**WORK INSTRUCTION:**
Write each entry down again precisely, skipping nothing.

**RECORDED INFORMATION:**
────────────────────────────────────────

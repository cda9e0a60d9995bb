//! Execution plan model.
//!
//! A plan is the in-memory description of one migration batch: the jobs
//! to run, in enumeration order, and the ordered steps that drive them.
//! The same plan backs both execution paths (rendered to a script for
//! external execution, or handed to the supervisor and run directly),
//! so the two stay observably identical.

mod builder;

pub use builder::Planner;

use std::time::Instant;

use crate::sources::SourceRepo;

/// Where repositories are migrated from.
#[derive(Debug, Clone, PartialEq, Eq)]
pub enum SourceDescriptor {
    Github { org: String },
    AzureDevOps {
        org: String,
        /// Set when migrating from an on-premises ADO Server; the
        /// organization then names a collection on that server.
        server_url: Option<String>,
    },
}

impl SourceDescriptor {
    pub fn org(&self) -> &str {
        match self {
            SourceDescriptor::Github { org } => org,
            SourceDescriptor::AzureDevOps { org, .. } => org,
        }
    }

    /// Browsable URL of a source repository, used as the migration
    /// service's source reference.
    pub fn repo_url(&self, repo: &SourceRepo) -> String {
        match self {
            SourceDescriptor::Github { org } => {
                format!("https://github.com/{}/{}", org, repo.name)
            }
            SourceDescriptor::AzureDevOps { org, server_url } => {
                let server = server_url.as_deref().unwrap_or("https://dev.azure.com");
                let project = repo.team_project.as_deref().unwrap_or_default();
                format!("{}/{}/{}/_git/{}", server, org, project, repo.name)
            }
        }
    }
}

/// GHES blob-storage options for the archive upload leg.
#[derive(Debug, Clone, Default, PartialEq, Eq)]
pub struct GhesOptions {
    pub api_url: String,
    pub aws_bucket_name: Option<String>,
    pub aws_region: Option<String>,
    pub no_ssl_verify: bool,
    pub keep_archive: bool,
}

impl GhesOptions {
    /// AWS S3 is the blob store when any AWS option is set; Azure Blob
    /// Storage otherwise.
    pub fn uses_aws(&self) -> bool {
        self.aws_bucket_name.is_some() || self.aws_region.is_some()
    }
}

/// Options applied to every migration in a batch.
#[derive(Debug, Clone, Default)]
pub struct MigrationOptions {
    pub target_org: String,
    pub ghes: Option<GhesOptions>,
    pub skip_releases: bool,
    pub lock_source_repo: bool,
    pub download_migration_logs: bool,
    pub sequential: bool,
    pub verbose: bool,
}

/// Lifecycle of a single tracked migration.
#[derive(Debug, Clone, Copy, PartialEq, Eq)]
pub enum JobState {
    NotQueued,
    Queued,
    Polling,
    Succeeded,
    Failed,
}

impl JobState {
    pub fn is_terminal(&self) -> bool {
        matches!(self, JobState::Succeeded | JobState::Failed)
    }
}

/// One repository's migration, tracked from submission to terminal state.
#[derive(Debug, Clone)]
pub struct MigrationJob {
    pub repo: SourceRepo,
    pub target_repo: String,
    /// Opaque identifier handed back by the migration service on queue.
    pub migration_id: Option<String>,
    pub state: JobState,
    pub queued_at: Option<Instant>,
}

impl MigrationJob {
    pub fn new(repo: SourceRepo, target_repo: String) -> Self {
        Self {
            repo,
            target_repo,
            migration_id: None,
            state: JobState::NotQueued,
            queued_at: None,
        }
    }
}

#[derive(Debug, Clone, Copy, PartialEq, Eq)]
pub enum StepKind {
    Queue,
    Wait,
    DownloadLogs,
}

/// One unit of work; `job` indexes into the plan's job table.
#[derive(Debug, Clone, Copy, PartialEq, Eq)]
pub struct Step {
    pub kind: StepKind,
    pub job: usize,
}

#[derive(Debug, Clone, Copy, PartialEq, Eq)]
pub enum PlanMode {
    /// Queue, wait and download each repository before the next one.
    Sequential,
    /// Queue everything, then wait on everything in the same order.
    Parallel,
}

/// One organizational unit in the plan, with the indexes of its jobs.
/// Units with no jobs are kept so the renderer can call them out.
#[derive(Debug, Clone)]
pub struct PlanUnit {
    pub name: Option<String>,
    pub jobs: Vec<usize>,
}

/// An ordered, executable description of a migration batch.
#[derive(Debug, Clone)]
pub struct ExecutionPlan {
    pub source: SourceDescriptor,
    pub options: MigrationOptions,
    pub mode: PlanMode,
    pub units: Vec<PlanUnit>,
    pub jobs: Vec<MigrationJob>,
    pub steps: Vec<Step>,
}

impl ExecutionPlan {
    pub fn job_count(&self) -> usize {
        self.jobs.len()
    }
}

────────────────────────────────────────

**EXERCISE RESULT:**
repository cda9e0a60d9995bb
//! Execution plan model.
//!
//! A plan is the in-memory description of one migration batch: the jobs
//! to run, in enumeration order, and the ordered steps that drive them.
//! The same plan backs both execution paths (rendered to a script for
//! external execution, or handed to the supervisor and run directly),
//! so the two stay observably identical.

mod builder;

pub use builder::Planner;

use std::time::Instant;

use crate::sources::SourceRepo;

/// Where repositories are migrated from.
#[derive(Debug, Clone, PartialEq, Eq)]
pub enum SourceDescriptor {
    Github { org: String },
    AzureDevOps {
        org: String,
        /// Set when migrating from an on-premises ADO Server; the
        /// organization then names a collection on that server.
        server_url: Option<String>,
    },
}

impl SourceDescriptor {
    pub fn org(&self) -> &str {
        match self {
            SourceDescriptor::Github { org } => org,
            SourceDescriptor::AzureDevOps { org, .. } => org,
        }
    }

    /// Browsable URL of a source repository, used as the migration
    /// service's source reference.
    pub fn repo_url(&self, repo: &SourceRepo) -> String {
        match self {
            SourceDescriptor::Github { org } => {
                format!("https://github.com/{}/{}", org, repo.name)
            }
            SourceDescriptor::AzureDevOps { org, server_url } => {
                let server = server_url.as_deref().unwrap_or("https://dev.azure.com");
                let project = repo.team_project.as_deref().unwrap_or_default();
                format!("{}/{}/{}/_git/{}", server, org, project, repo.name)
            }
        }
    }
}

/// GHES blob-storage options for the archive upload leg.
#[derive(Debug, Clone, Default, PartialEq, Eq)]
pub struct GhesOptions {
    pub api_url: String,
    pub aws_bucket_name: Option<String>,
    pub aws_region: Option<String>,
    pub no_ssl_verify: bool,
    pub keep_archive: bool,
}

impl GhesOptions {
    /// AWS S3 is the blob store when any AWS option is set; Azure Blob
    /// Storage otherwise.
    pub fn uses_aws(&self) -> bool {
        self.aws_bucket_name.is_some() || self.aws_region.is_some()
    }
}

/// Options applied to every migration in a batch.
#[derive(Debug, Clone, Default)]
pub struct MigrationOptions {
    pub target_org: String,
    pub ghes: Option<GhesOptions>,
    pub skip_releases: bool,
    pub lock_source_repo: bool,
    pub download_migration_logs: bool,
    pub sequential: bool,
    pub verbose: bool,
}

/// Lifecycle of a single tracked migration.
#[derive(Debug, Clone, Copy, PartialEq, Eq)]
pub enum JobState {
    NotQueued,
    Queued,
    Polling,
    Succeeded,
    Failed,
}

impl JobState {
    pub fn is_terminal(&self) -> bool {
        matches!(self, JobState::Succeeded | JobState::Failed)
    }
}

/// One repository's migration, tracked from submission to terminal state.
#[derive(Debug, Clone)]
pub struct MigrationJob {
    pub repo: SourceRepo,
    pub target_repo: String,
    /// Opaque identifier handed back by the migration service on queue.
    pub migration_id: Option<String>,
    pub state: JobState,
    pub queued_at: Option<Instant>,
}

impl MigrationJob {
    pub fn new(repo: SourceRepo, target_repo: String) -> Self {
        Self {
            repo,
            target_repo,
            migration_id: None,
            state: JobState::NotQueued,
            queued_at: None,
        }
    }
}

#[derive(Debug, Clone, Copy, PartialEq, Eq)]
pub enum StepKind {
    Queue,
    Wait,
    DownloadLogs,
}

/// One unit of work; `job` indexes into the plan's job table.
#[derive(Debug, Clone, Copy, PartialEq, Eq)]
pub struct Step {
    pub kind: StepKind,
    pub job: usize,
}

#[derive(Debug, Clone, Copy, PartialEq, Eq)]
pub enum PlanMode {
    /// Queue, wait and download each repository before the next one.
    Sequential,
    /// Queue everything, then wait on everything in the same order.
    Parallel,
}

/// One organizational unit in the plan, with the indexes of its jobs.
/// Units with no jobs are kept so the renderer can call them out.
#[derive(Debug, Clone)]
pub struct PlanUnit {
    pub name: Option<String>,
    pub jobs: Vec<usize>,
}

/// An ordered, executable description of a migration batch.
#[derive(Debug, Clone)]
pub struct ExecutionPlan {
    pub source: SourceDescriptor,
    pub options: MigrationOptions,
    pub mode: PlanMode,
    pub units: Vec<PlanUnit>,
    pub jobs: Vec<MigrationJob>,
    pub steps: Vec<Step>,
}

impl ExecutionPlan {
    pub fn job_count(&self) -> usize {
        self.jobs.len()
    }
}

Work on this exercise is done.